A summary of the material terms of the 2010 Plan is set forth in the Company’s definitive proxy statement for the Annual Meeting filed with the Securities and Exchange Commission on April 9, 2025 (the “Proxy Statement”). The summaries of the 2010 Plan set forth above and in the Proxy Statement are qualified in their entirety by reference to the full text of the 2010 Plan, a copy of which is filed as Exhibit 10.1 to this Current Report on Form 8-K and incorporated herein by reference.
Change in Chief Financial Officer
Following the Annual Meeting on May 21, 2025, Oluwagbemileke (Leke) Agiri was appointed as Chief Financial Officer of the Company to replace Mr. Smull, effective immediately. Mr. Agiri, age 40, has served in various positions with the Company since August 2022, most recently as Executive Vice President, Finance, where he has been leading the Company’s efforts in corporate finance and planning, capital raising, and organic and inorganic growth mandates. Prior to joining the Company, from August 2019 to August 2022, Mr. Agiri previously served in various finance roles in the renewable energy industry for Bank of America, Pine Gate Renewables, Penn America Energy Holdings, LLC, and Occidental Petroleum Corporation (OXY). In addition, from June 2009 to August 2019, he served in finance, strategic acquisitions and divestitures, and joint venture roles for Anadarko Petroleum Corporation.
As compensation in this role, Mr. Agiri will receive an initial annual base salary of $380,000, subject to annual adjustment by the Company. Mr. Agiri is also eligible to participate in the Company’s bonus and equity programs at the discretion of the Board and the Compensation Committee, and is also eligible to participate in the Gevo, Inc. Change in Control Severance Plan.

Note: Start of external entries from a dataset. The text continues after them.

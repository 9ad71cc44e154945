//! Hierarchical lookup of property values.
//!
//! A query walks every registry whose root is an ancestor of the queried file,
//! most specific root first, and every pattern of that registry, most specific
//! pattern first. Each matching pattern that declares the key contributes one
//! candidate. Later stages expand placeholders, turn values into paths and
//! follow chains of lookups.
//!
//! A malformed pattern under an ancestor root fails the whole query. A
//! candidate whose placeholders cannot be expanded is dropped.

use crate::error::Result;
use crate::paths;
use crate::pattern::CompiledPattern;
use crate::placeholder::expand_all;
use crate::types::{Projections, QueryContext, RawResult};
use std::collections::HashSet;
use tracing::{debug, trace};

/// Collect the unexpanded values declared for `key` that apply to `file`.
///
/// Results come in specificity order and are never deduplicated.
pub fn query_raw(key: &str, file: &str, projections: &Projections) -> Result<Vec<RawResult>> {
    let mut candidates = Vec::new();

    for root in projections.roots_by_specificity() {
        let Some(relative) = paths::strip_root(root, file) else {
            trace!(root, file, "root is not an ancestor");
            continue;
        };
        let Some(projection) = projections.get(root) else {
            continue;
        };

        for pattern in projection.patterns_by_specificity() {
            let compiled = CompiledPattern::compile(pattern)?;
            let Some(captured) = compiled.captures(relative) else {
                trace!(root, pattern, relative, "pattern does not match");
                continue;
            };
            let Some(value) = projection.get(pattern).and_then(|props| props.get(key)) else {
                continue;
            };
            trace!(root, pattern, key, value = value.as_str(), "candidate");
            candidates.push(RawResult {
                root: root.to_string(),
                value: value.clone(),
                context: QueryContext::new(root, file).with_match(captured),
            });
        }
    }

    debug!(key, file, count = candidates.len(), "raw query");
    Ok(candidates)
}

/// Expanded `(root, value)` pairs for `key`.
pub fn query(key: &str, file: &str, projections: &Projections) -> Result<Vec<(String, String)>> {
    let raw = query_raw(key, file, projections)?;
    let mut expanded = Vec::with_capacity(raw.len());
    for candidate in raw {
        match expand_all(&candidate.value, &candidate.context) {
            Ok(value) => expanded.push((candidate.root, value)),
            Err(e) => debug!(
                key,
                file,
                value = candidate.value.as_str(),
                "dropping candidate: {}",
                e
            ),
        }
    }
    Ok(expanded)
}

/// Expanded values for `key`, without their roots.
pub fn query_scalar(key: &str, file: &str, projections: &Projections) -> Result<Vec<String>> {
    Ok(query(key, file, projections)?
        .into_iter()
        .map(|(_, value)| value)
        .collect())
}

/// Expanded values for `key` joined onto their roots.
pub fn query_file(key: &str, file: &str, projections: &Projections) -> Result<Vec<String>> {
    Ok(query(key, file, projections)?
        .into_iter()
        .map(|(root, value)| paths::join([root.as_str(), value.as_str()]))
        .collect())
}

/// Follow `key` transitively from `file`, breadth first, for up to
/// `max_depth` rounds.
///
/// Every round queries the paths first discovered by the previous round. A
/// path is reported once, in discovery order. The walk stops early once a
/// round discovers nothing new.
pub fn query_file_rec(
    key: &str,
    file: &str,
    max_depth: usize,
    projections: &Projections,
) -> Result<Vec<String>> {
    let mut discovered: Vec<String> = Vec::new();
    let mut visited: HashSet<String> = HashSet::new();
    let mut frontier = vec![file.to_string()];

    for depth in 0..max_depth {
        if frontier.is_empty() {
            break;
        }
        let mut next = Vec::new();
        for current in &frontier {
            for candidate in query_file(key, current, projections)? {
                if visited.insert(candidate.clone()) {
                    discovered.push(candidate.clone());
                    next.push(candidate);
                }
            }
        }
        trace!(depth, new = next.len(), "closure round");
        frontier = next;
    }

    debug!(
        key,
        file,
        max_depth,
        count = discovered.len(),
        "recursive file query"
    );
    Ok(discovered)
}
//! Lexical helpers for slash-separated paths.
//!
//! Registry roots, relative candidates and expanded values are plain strings
//! using `/` as separator. Nothing here touches the filesystem.

/// Lexically normalize a path.
///
/// Repeated separators and `.` segments are dropped, `..` consumes the
/// preceding segment when there is one, and a trailing separator is removed.
/// The empty path cleans to `.`.
pub fn clean(path: &str) -> String {
    if path.is_empty() {
        return ".".to_string();
    }

    let rooted = path.starts_with('/');
    let mut segments: Vec<&str> = Vec::new();
    for segment in path.split('/') {
        match segment {
            "" | "." => {}
            ".." => {
                if segments.last().is_some_and(|last| *last != "..") {
                    segments.pop();
                } else if !rooted {
                    segments.push("..");
                }
            }
            _ => segments.push(segment),
        }
    }

    let joined = segments.join("/");
    if rooted {
        format!("/{joined}")
    } else if joined.is_empty() {
        ".".to_string()
    } else {
        joined
    }
}

/// Everything but the last element, cleaned.
pub fn dir(path: &str) -> String {
    match path.rfind('/') {
        Some(idx) => clean(&path[..=idx]),
        None => ".".to_string(),
    }
}

/// The last element, ignoring trailing separators.
pub fn base(path: &str) -> String {
    if path.is_empty() {
        return ".".to_string();
    }
    let trimmed = path.trim_end_matches('/');
    if trimmed.is_empty() {
        return "/".to_string();
    }
    match trimmed.rfind('/') {
        Some(idx) => trimmed[idx + 1..].to_string(),
        None => trimmed.to_string(),
    }
}

/// Join the non-empty parts with `/` and clean the result.
///
/// Returns an empty string when every part is empty.
pub fn join<'a>(parts: impl IntoIterator<Item = &'a str>) -> String {
    let parts: Vec<&str> = parts.into_iter().filter(|p| !p.is_empty()).collect();
    if parts.is_empty() {
        return String::new();
    }
    clean(&parts.join("/"))
}

/// Strip `root` from the front of `file` if `root` is a segment-aligned
/// ancestor of it.
///
/// The returned remainder has its single leading separator removed. A file
/// equal to its root yields an empty remainder.
pub fn strip_root<'a>(root: &str, file: &'a str) -> Option<&'a str> {
    let rest = file.strip_prefix(root)?;
    if !root.ends_with('/') && !rest.is_empty() && !rest.starts_with('/') {
        return None;
    }
    Some(rest.strip_prefix('/').unwrap_or(rest))
}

There are no understandings or arrangements with any person pursuant to which Mr. Agiri was appointed in this role, Mr. Agiri has no family relationships with any director or executive officer, and he is not party to any related party transaction required to be reported pursuant to Item 404(a) of Regulation S-K.

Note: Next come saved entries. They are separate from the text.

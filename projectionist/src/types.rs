//! In-memory data model for projection registries.

use crate::paths;
use crate::specificity::sort_by_specificity;
use serde::{Deserialize, Serialize};
use std::collections::HashMap;

/// Property key → template value.
pub type Props = HashMap<String, String>;

/// Every pattern declared at one root directory.
#[derive(Debug, Clone, Default, PartialEq, Eq, Serialize, Deserialize)]
#[serde(transparent)]
pub struct Projection {
    patterns: HashMap<String, Props>,
}

impl Projection {
    pub fn new() -> Self {
        Self::default()
    }

    /// Declare `props` for `pattern`, replacing any previous declaration.
    pub fn insert(&mut self, pattern: impl Into<String>, props: Props) {
        self.patterns.insert(pattern.into(), props);
    }

    /// Builder-style [`Projection::insert`].
    pub fn with(mut self, pattern: impl Into<String>, props: Props) -> Self {
        self.insert(pattern, props);
        self
    }

    pub fn get(&self, pattern: &str) -> Option<&Props> {
        self.patterns.get(pattern)
    }

    pub fn len(&self) -> usize {
        self.patterns.len()
    }

    pub fn is_empty(&self) -> bool {
        self.patterns.is_empty()
    }

    pub fn iter(&self) -> impl Iterator<Item = (&String, &Props)> {
        self.patterns.iter()
    }

    /// Patterns, most specific first.
    pub fn patterns_by_specificity(&self) -> Vec<&str> {
        let mut patterns: Vec<&str> = self.patterns.keys().map(String::as_str).collect();
        sort_by_specificity(&mut patterns);
        patterns
    }

    /// Merge `other` into `self`. Patterns declared by `other` win.
    pub fn merge(&mut self, other: Projection) {
        self.patterns.extend(other.patterns);
    }
}

impl FromIterator<(String, Props)> for Projection {
    fn from_iter<I: IntoIterator<Item = (String, Props)>>(iter: I) -> Self {
        Self {
            patterns: iter.into_iter().collect(),
        }
    }
}

/// Every loaded registry, keyed by its root directory.
///
/// Root keys are lexically cleaned on insertion so they never carry a
/// trailing separator or `.`/`..` segments.
#[derive(Debug, Clone, Default, PartialEq, Eq, Serialize)]
#[serde(transparent)]
pub struct Projections {
    roots: HashMap<String, Projection>,
}

impl Projections {
    pub fn new() -> Self {
        Self::default()
    }

    /// Add the registry declared at `root`.
    ///
    /// A root that is already present gets the patterns merged, the new
    /// declarations winning.
    pub fn insert(&mut self, root: &str, projection: Projection) {
        let root = paths::clean(root);
        match self.roots.get_mut(&root) {
            Some(existing) => existing.merge(projection),
            None => {
                self.roots.insert(root, projection);
            }
        }
    }

    /// Builder-style [`Projections::insert`].
    pub fn with(mut self, root: &str, projection: Projection) -> Self {
        self.insert(root, projection);
        self
    }

    pub fn get(&self, root: &str) -> Option<&Projection> {
        self.roots.get(root)
    }

    pub fn len(&self) -> usize {
        self.roots.len()
    }

    pub fn is_empty(&self) -> bool {
        self.roots.is_empty()
    }

    pub fn iter(&self) -> impl Iterator<Item = (&String, &Projection)> {
        self.roots.iter()
    }

    /// Roots, most specific first. Nested roots come before their ancestors.
    pub fn roots_by_specificity(&self) -> Vec<&str> {
        let mut roots: Vec<&str> = self.roots.keys().map(String::as_str).collect();
        sort_by_specificity(&mut roots);
        roots
    }
}

/// Values a placeholder can draw its base value from.
///
/// Every query context holds `project` and `file`; `match` is present once a
/// pattern matched.
#[derive(Debug, Clone, Default, PartialEq, Eq, Serialize)]
#[serde(transparent)]
pub struct QueryContext {
    values: HashMap<String, String>,
}

impl QueryContext {
    pub const PROJECT: &'static str = "project";
    pub const FILE: &'static str = "file";
    pub const MATCH: &'static str = "match";

    /// Context for a query of `file` against the registry at `project`.
    pub fn new(project: &str, file: &str) -> Self {
        let mut ctx = Self::default();
        ctx.insert(Self::PROJECT, project);
        ctx.insert(Self::FILE, file);
        ctx
    }

    /// Record the text captured by a pattern.
    pub fn with_match(mut self, captured: impl Into<String>) -> Self {
        self.insert(Self::MATCH, captured);
        self
    }

    pub fn insert(&mut self, key: impl Into<String>, value: impl Into<String>) {
        self.values.insert(key.into(), value.into());
    }

    pub fn get(&self, key: &str) -> Option<&str> {
        self.values.get(key).map(String::as_str)
    }

    pub fn project(&self) -> Option<&str> {
        self.get(Self::PROJECT)
    }

    pub fn captured(&self) -> Option<&str> {
        self.get(Self::MATCH)
    }
}

impl<K: Into<String>, V: Into<String>> FromIterator<(K, V)> for QueryContext {
    fn from_iter<I: IntoIterator<Item = (K, V)>>(iter: I) -> Self {
        Self {
            values: iter
                .into_iter()
                .map(|(k, v)| (k.into(), v.into()))
                .collect(),
        }
    }
}

/// An unexpanded template value together with the context it matched in.
#[derive(Debug, Clone, PartialEq, Eq, Serialize)]
pub struct RawResult {
    /// Root of the registry declaring the value.
    pub root: String,
    pub value: String,
    pub context: QueryContext,
}

/// Build [`Props`] from key/value pairs.
pub fn props<'a>(pairs: impl IntoIterator<Item = (&'a str, &'a str)>) -> Props {
    pairs
        .into_iter()
        .map(|(k, v)| (k.to_string(), v.to_string()))
        .collect()
}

In conjunction with the appointment of Mr. Agiri, on May 21, 2025, L. Lynn Smull stepped down as Chief Financial Officer of the Company. Mr. Smull will continue service with the Company as Executive Vice President and Senior Advisor to the Chief Executive Officer. In connection with Mr. Smull’s transition to his new role, Mr. Smull will continue to receive the same compensation as he did in his role as Chief Financial Officer as described in the Proxy Statement.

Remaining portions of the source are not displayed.